All entries below are to be retyped in full, precisely as they appear.

- Saved data entries
+++
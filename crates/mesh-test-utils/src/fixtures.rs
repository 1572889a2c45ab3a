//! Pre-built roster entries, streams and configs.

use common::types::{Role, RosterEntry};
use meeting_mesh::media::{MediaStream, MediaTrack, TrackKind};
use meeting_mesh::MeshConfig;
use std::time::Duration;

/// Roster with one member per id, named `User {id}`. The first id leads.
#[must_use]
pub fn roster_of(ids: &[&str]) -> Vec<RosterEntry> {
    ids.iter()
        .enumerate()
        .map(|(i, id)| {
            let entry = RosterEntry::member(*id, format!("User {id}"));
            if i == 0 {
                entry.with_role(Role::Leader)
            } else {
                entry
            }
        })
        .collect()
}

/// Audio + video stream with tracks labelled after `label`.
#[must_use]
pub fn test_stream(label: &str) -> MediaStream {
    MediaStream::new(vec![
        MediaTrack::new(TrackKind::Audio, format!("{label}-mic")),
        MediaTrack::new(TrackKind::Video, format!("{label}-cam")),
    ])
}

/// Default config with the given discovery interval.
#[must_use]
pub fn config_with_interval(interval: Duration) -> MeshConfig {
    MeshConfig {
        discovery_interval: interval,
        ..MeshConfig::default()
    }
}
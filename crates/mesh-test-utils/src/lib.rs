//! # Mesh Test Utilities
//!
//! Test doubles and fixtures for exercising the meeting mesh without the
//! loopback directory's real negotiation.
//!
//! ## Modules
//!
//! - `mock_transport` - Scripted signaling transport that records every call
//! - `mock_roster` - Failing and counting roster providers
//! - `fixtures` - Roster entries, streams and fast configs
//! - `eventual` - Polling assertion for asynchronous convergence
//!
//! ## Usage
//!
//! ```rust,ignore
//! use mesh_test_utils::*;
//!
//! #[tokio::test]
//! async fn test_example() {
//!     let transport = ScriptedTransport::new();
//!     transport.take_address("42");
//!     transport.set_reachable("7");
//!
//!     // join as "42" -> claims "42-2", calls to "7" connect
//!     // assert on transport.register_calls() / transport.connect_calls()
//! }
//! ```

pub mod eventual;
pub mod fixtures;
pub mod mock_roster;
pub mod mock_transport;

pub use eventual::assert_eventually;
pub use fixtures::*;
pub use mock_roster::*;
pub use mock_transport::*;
+++
- COMPLETED TASK
filename crates/mesh-test-utils/src/fixtures.rs
repository 1572889a2c45ab3a
//! Pre-built roster entries, streams and configs.

use common::types::{Role, RosterEntry};
use meeting_mesh::media::{MediaStream, MediaTrack, TrackKind};
use meeting_mesh::MeshConfig;
use std::time::Duration;

/// Roster with one member per id, named `User {id}`. The first id leads.
#[must_use]
pub fn roster_of(ids: &[&str]) -> Vec<RosterEntry> {
    ids.iter()
        .enumerate()
        .map(|(i, id)| {
            let entry = RosterEntry::member(*id, format!("User {id}"));
            if i == 0 {
                entry.with_role(Role::Leader)
            } else {
                entry
            }
        })
        .collect()
}

/// Audio + video stream with tracks labelled after `label`.
#[must_use]
pub fn test_stream(label: &str) -> MediaStream {
    MediaStream::new(vec![
        MediaTrack::new(TrackKind::Audio, format!("{label}-mic")),
        MediaTrack::new(TrackKind::Video, format!("{label}-cam")),
    ])
}

/// Default config with the given discovery interval.
#[must_use]
pub fn config_with_interval(interval: Duration) -> MeshConfig {
    MeshConfig {
        discovery_interval: interval,
        ..MeshConfig::default()
    }
}
filename crates/mesh-test-utils/src/lib.rs
//! # Mesh Test Utilities
//!
//! Test doubles and fixtures for exercising the meeting mesh without the
//! loopback directory's real negotiation.
//!
//! ## Modules
//!
//! - `mock_transport` - Scripted signaling transport that records every call
//! - `mock_roster` - Failing and counting roster providers
//! - `fixtures` - Roster entries, streams and fast configs
//! - `eventual` - Polling assertion for asynchronous convergence
//!
//! ## Usage
//!
//! ```rust,ignore
//! use mesh_test_utils::*;
//!
//! #[tokio::test]
//! async fn test_example() {
//!     let transport = ScriptedTransport::new();
//!     transport.take_address("42");
//!     transport.set_reachable("7");
//!
//!     // join as "42" -> claims "42-2", calls to "7" connect
//!     // assert on transport.register_calls() / transport.connect_calls()
//! }
//! ```

pub mod eventual;
pub mod fixtures;
pub mod mock_roster;
pub mod mock_transport;

pub use eventual::assert_eventually;
pub use fixtures::*;
pub use mock_roster::*;
pub use mock_transport::*;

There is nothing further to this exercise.